What got me off the habit? Girls. In my first week at university I visited the room of another collector and his shelves were covered in Space Marines. I thought, “Dude, you’re not going to get any action at all.” So I threw away my Bretonnian army and tried to put my past behind me. It lasted until halfway through my PhD, when I stumbled upon a website and found that the manufacturers had released a super cool new undead army. Lonely and gripped by self-loathing, I succumbed. A few days later, unshaven and sleepless, I found myself sitting amid a pile of skeleton warriors – looking on at the ruination of my life. A little while later, I threw it all in a dustbin and tried to get my stuff together. I’ve been clean ever since.

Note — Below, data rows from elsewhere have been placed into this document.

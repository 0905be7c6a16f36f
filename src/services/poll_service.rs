use crate::models::{
    OptionTally, Poll, PollResults, PollSummary, PublicUser, UserStats, VoteDetail,
};
use crate::repositories::{PollRepository, RepositoryError, UserRepository};
use std::sync::Arc;

#[derive(Debug, thiserror::Error)]
pub enum PollServiceError {
    #[error("{0}")]
    Validation(String),
    #[error("Poll not found")]
    PollNotFound,
    #[error("Option not found in this poll")]
    OptionNotFound,
    #[error("User not found")]
    UserNotFound,
    #[error("You have already voted on this poll")]
    DuplicateVote,
    #[error("You can only delete your own polls")]
    NotOwner,
    #[error("Repository error: {0}")]
    Repository(#[from] RepositoryError),
}

pub struct CreatePollRequest {
    pub question: String,
    pub description: Option<String>,
    pub options: Vec<String>,
}

/// The vote ledger and aggregator. Both the REST and GraphQL layers go
/// through this service, so counting and rounding happen exactly once.
pub struct PollService {
    polls: Arc<dyn PollRepository>,
    users: Arc<dyn UserRepository>,
}

impl PollService {
    pub fn new(polls: Arc<dyn PollRepository>, users: Arc<dyn UserRepository>) -> Self {
        Self { polls, users }
    }

    pub async fn create_poll(
        &self,
        user_id: i64,
        request: CreatePollRequest,
    ) -> Result<PollSummary, PollServiceError> {
        if request.question.trim().is_empty() || request.options.len() < 2 {
            return Err(PollServiceError::Validation(
                "Question and at least 2 options are required".to_string(),
            ));
        }

        if request.options.iter().any(|o| o.trim().is_empty()) {
            return Err(PollServiceError::Validation(
                "Option text cannot be empty".to_string(),
            ));
        }

        let poll = self
            .polls
            .create_poll(
                user_id,
                request.question.trim(),
                request.description.as_deref(),
                &request.options,
            )
            .await?;

        self.summarize(poll, None).await
    }

    pub async fn list_polls(
        &self,
        viewer: Option<i64>,
    ) -> Result<Vec<PollSummary>, PollServiceError> {
        let polls = self.polls.list_polls().await?;

        let mut summaries = Vec::with_capacity(polls.len());
        for poll in polls {
            summaries.push(self.summarize(poll, viewer).await?);
        }

        Ok(summaries)
    }

    pub async fn get_poll(
        &self,
        poll_id: i64,
        viewer: Option<i64>,
    ) -> Result<PollSummary, PollServiceError> {
        let poll = self
            .polls
            .find_poll(poll_id)
            .await?
            .ok_or(PollServiceError::PollNotFound)?;

        self.summarize(poll, viewer).await
    }

    pub async fn poll_results(&self, poll_id: i64) -> Result<PollResults, PollServiceError> {
        let summary = self.get_poll(poll_id, None).await?;

        Ok(PollResults {
            total_votes: summary.total_votes,
            options: summary.options.clone(),
            poll: summary,
        })
    }

    /// Records one vote. The poll and option are validated first; the
    /// duplicate-vote invariant itself is enforced by the storage layer's
    /// unique constraint, so two racing requests cannot both succeed.
    pub async fn cast_vote(
        &self,
        user_id: i64,
        poll_id: i64,
        option_id: i64,
    ) -> Result<VoteDetail, PollServiceError> {
        self.polls
            .find_poll(poll_id)
            .await?
            .ok_or(PollServiceError::PollNotFound)?;

        let option = self
            .polls
            .find_option(option_id)
            .await?
            .filter(|o| o.poll_id == poll_id)
            .ok_or(PollServiceError::OptionNotFound)?;

        let vote = match self.polls.insert_vote(user_id, poll_id, option.id).await {
            Ok(vote) => vote,
            Err(RepositoryError::AlreadyExists) => return Err(PollServiceError::DuplicateVote),
            Err(e) => return Err(PollServiceError::Repository(e)),
        };

        self.polls
            .find_vote_detail(vote.id)
            .await?
            .ok_or(PollServiceError::Repository(RepositoryError::NotFound))
    }

    pub async fn my_polls(&self, user_id: i64) -> Result<Vec<PollSummary>, PollServiceError> {
        let polls = self.polls.list_polls_by_user(user_id).await?;

        let mut summaries = Vec::with_capacity(polls.len());
        for poll in polls {
            summaries.push(self.summarize(poll, None).await?);
        }

        Ok(summaries)
    }

    pub async fn my_votes(&self, user_id: i64) -> Result<Vec<VoteDetail>, PollServiceError> {
        Ok(self.polls.list_user_votes(user_id).await?)
    }

    pub async fn option_votes(&self, option_id: i64) -> Result<Vec<VoteDetail>, PollServiceError> {
        Ok(self.polls.list_option_votes(option_id).await?)
    }

    pub async fn find_user_vote(
        &self,
        user_id: i64,
        poll_id: i64,
    ) -> Result<Option<VoteDetail>, PollServiceError> {
        Ok(self.polls.find_user_vote(user_id, poll_id).await?)
    }

    pub async fn delete_poll(&self, poll_id: i64, user_id: i64) -> Result<(), PollServiceError> {
        let poll = self
            .polls
            .find_poll(poll_id)
            .await?
            .ok_or(PollServiceError::PollNotFound)?;

        if poll.user_id != user_id {
            return Err(PollServiceError::NotOwner);
        }

        Ok(self.polls.delete_poll(poll_id).await?)
    }

    pub async fn count_polls_by_user(&self, user_id: i64) -> Result<i64, PollServiceError> {
        Ok(self.polls.count_polls_by_user(user_id).await?)
    }

    pub async fn count_votes_by_user(&self, user_id: i64) -> Result<i64, PollServiceError> {
        Ok(self.polls.count_votes_by_user(user_id).await?)
    }

    pub async fn user_stats(&self, user_id: i64) -> Result<UserStats, PollServiceError> {
        let polls_created = self.polls.count_polls_by_user(user_id).await?;
        let votes_cast = self.polls.count_votes_by_user(user_id).await?;
        let total_votes_received = self.polls.count_votes_received(user_id).await?;

        let own_polls = self.my_polls(user_id).await?;
        let most_popular_poll = own_polls
            .into_iter()
            .filter(|p| p.total_votes > 0)
            .max_by_key(|p| p.total_votes);

        Ok(UserStats {
            polls_created,
            votes_cast,
            total_votes_received,
            most_popular_poll,
        })
    }

    /// Builds the aggregate view of a poll: per-option counts, percentages
    /// and, if a viewer is given, that viewer's own vote.
    async fn summarize(
        &self,
        poll: Poll,
        viewer: Option<i64>,
    ) -> Result<PollSummary, PollServiceError> {
        let creator = self
            .users
            .find_by_id(poll.user_id)
            .await?
            .ok_or(PollServiceError::UserNotFound)?;

        let counts = self.polls.option_counts(poll.id).await?;
        let total_votes: i64 = counts.iter().map(|c| c.votes).sum();

        let options = counts
            .into_iter()
            .map(|c| OptionTally {
                id: c.id,
                text: c.text,
                votes: c.votes,
                percentage: percentage(c.votes, total_votes),
            })
            .collect();

        let user_vote = match viewer {
            Some(user_id) => self.polls.find_user_vote(user_id, poll.id).await?,
            None => None,
        };

        Ok(PollSummary {
            id: poll.id,
            question: poll.question,
            description: poll.description,
            created_by: PublicUser::from(creator),
            created_at: poll.created_at,
            options,
            total_votes,
            user_vote,
        })
    }
}

/// Share of the poll total, rounded half-up to two decimals. Zero when the
/// poll has no votes.
pub fn percentage(votes: i64, total_votes: i64) -> f64 {
    if total_votes <= 0 {
        return 0.0;
    }
    let raw = votes as f64 / total_votes as f64 * 100.0;
    (raw * 100.0).round() / 100.0
}
use crate::auth::{AuthUser, JwtManager};
use crate::models::User;
use crate::repositories::{RepositoryError, UserRepository};
use argon2::{password_hash::PasswordHash, Argon2, PasswordVerifier};
use std::sync::Arc;

/// Issued tokens are valid for 7 days.
const TOKEN_TTL_SECS: i64 = 7 * 24 * 3600;

#[derive(Debug, thiserror::Error)]
pub enum AuthServiceError {
    #[error("Invalid credentials")]
    InvalidCredentials,
    #[error("Please verify your email before logging in")]
    EmailNotVerified,
    #[error("Token error: {0}")]
    Token(#[from] jsonwebtoken::errors::Error),
    #[error("Repository error: {0}")]
    Repository(#[from] RepositoryError),
}

pub struct LoginRequest {
    pub email: String,
    pub password: String,
}

pub struct LoginOutcome {
    pub user: User,
    pub token: String,
}

pub struct AuthService {
    user_repository: Arc<dyn UserRepository>,
    jwt: JwtManager,
}

impl AuthService {
    pub fn new(user_repository: Arc<dyn UserRepository>, jwt_secret: &str) -> Self {
        Self {
            user_repository,
            jwt: JwtManager::new(jwt_secret.as_bytes(), TOKEN_TTL_SECS),
        }
    }

    /// Checks credentials and issues a bearer token. Unverified accounts are
    /// rejected before the password is checked, so the client can prompt for
    /// verification.
    pub async fn authenticate(&self, request: LoginRequest) -> Result<LoginOutcome, AuthServiceError> {
        let user = self
            .user_repository
            .find_by_email(&request.email)
            .await?
            .ok_or(AuthServiceError::InvalidCredentials)?;

        if !user.is_verified {
            return Err(AuthServiceError::EmailNotVerified);
        }

        if !verify_password(&request.password, &user.password_hash) {
            return Err(AuthServiceError::InvalidCredentials);
        }

        let token = self.jwt.issue(user.id, &user.email)?;

        Ok(LoginOutcome { user, token })
    }

    /// Re-issues a token for an already-authenticated caller.
    pub fn refresh_token(&self, user: &AuthUser) -> Result<String, AuthServiceError> {
        Ok(self.jwt.issue(user.id, &user.email)?)
    }

    pub fn validate_token(&self, token: &str) -> Result<AuthUser, AuthServiceError> {
        let claims = self
            .jwt
            .validate(token)
            .map_err(|_| AuthServiceError::InvalidCredentials)?;

        let id = claims
            .user_id()
            .ok_or(AuthServiceError::InvalidCredentials)?;

        Ok(AuthUser {
            id,
            email: claims.email,
        })
    }
}

fn verify_password(password: &str, password_hash: &str) -> bool {
    if let Ok(parsed_hash) = PasswordHash::new(password_hash) {
        Argon2::default()
            .verify_password(password.as_bytes(), &parsed_hash)
            .is_ok()
    } else {
        false
    }
}
pub mod auth_service;
pub mod email_service;
pub mod poll_service;
pub mod user_service;

pub use auth_service::{AuthService, LoginOutcome, LoginRequest};
pub use email_service::{create_email_service, EmailService, MockEmailService, SmtpEmailService};
pub use poll_service::{CreatePollRequest, PollService};
pub use user_service::{RegisterOutcome, RegisterRequest, UserService};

I’m in a bit of a “banning things” mood today, and while David Cameron’s mind is on regulating porn I’d also like him to turn his attention to Warhammer. Of course, it won’t be enough just to throw the pushers in prison – there will have to treatment for the addicts, too. The painters could be encouraged to join art classes and the collectors given stamps. And for anyone who needs a fix, walk-in clinics can provide a limited dose of Warhammer to get them through the day (perhaps a small goblin to paint). But the war on collecting camp little miniatures is one worth fighting, Mr Cameron. If only to save the next generation of boys from the years of acne and sexual deprivation that inevitably follow.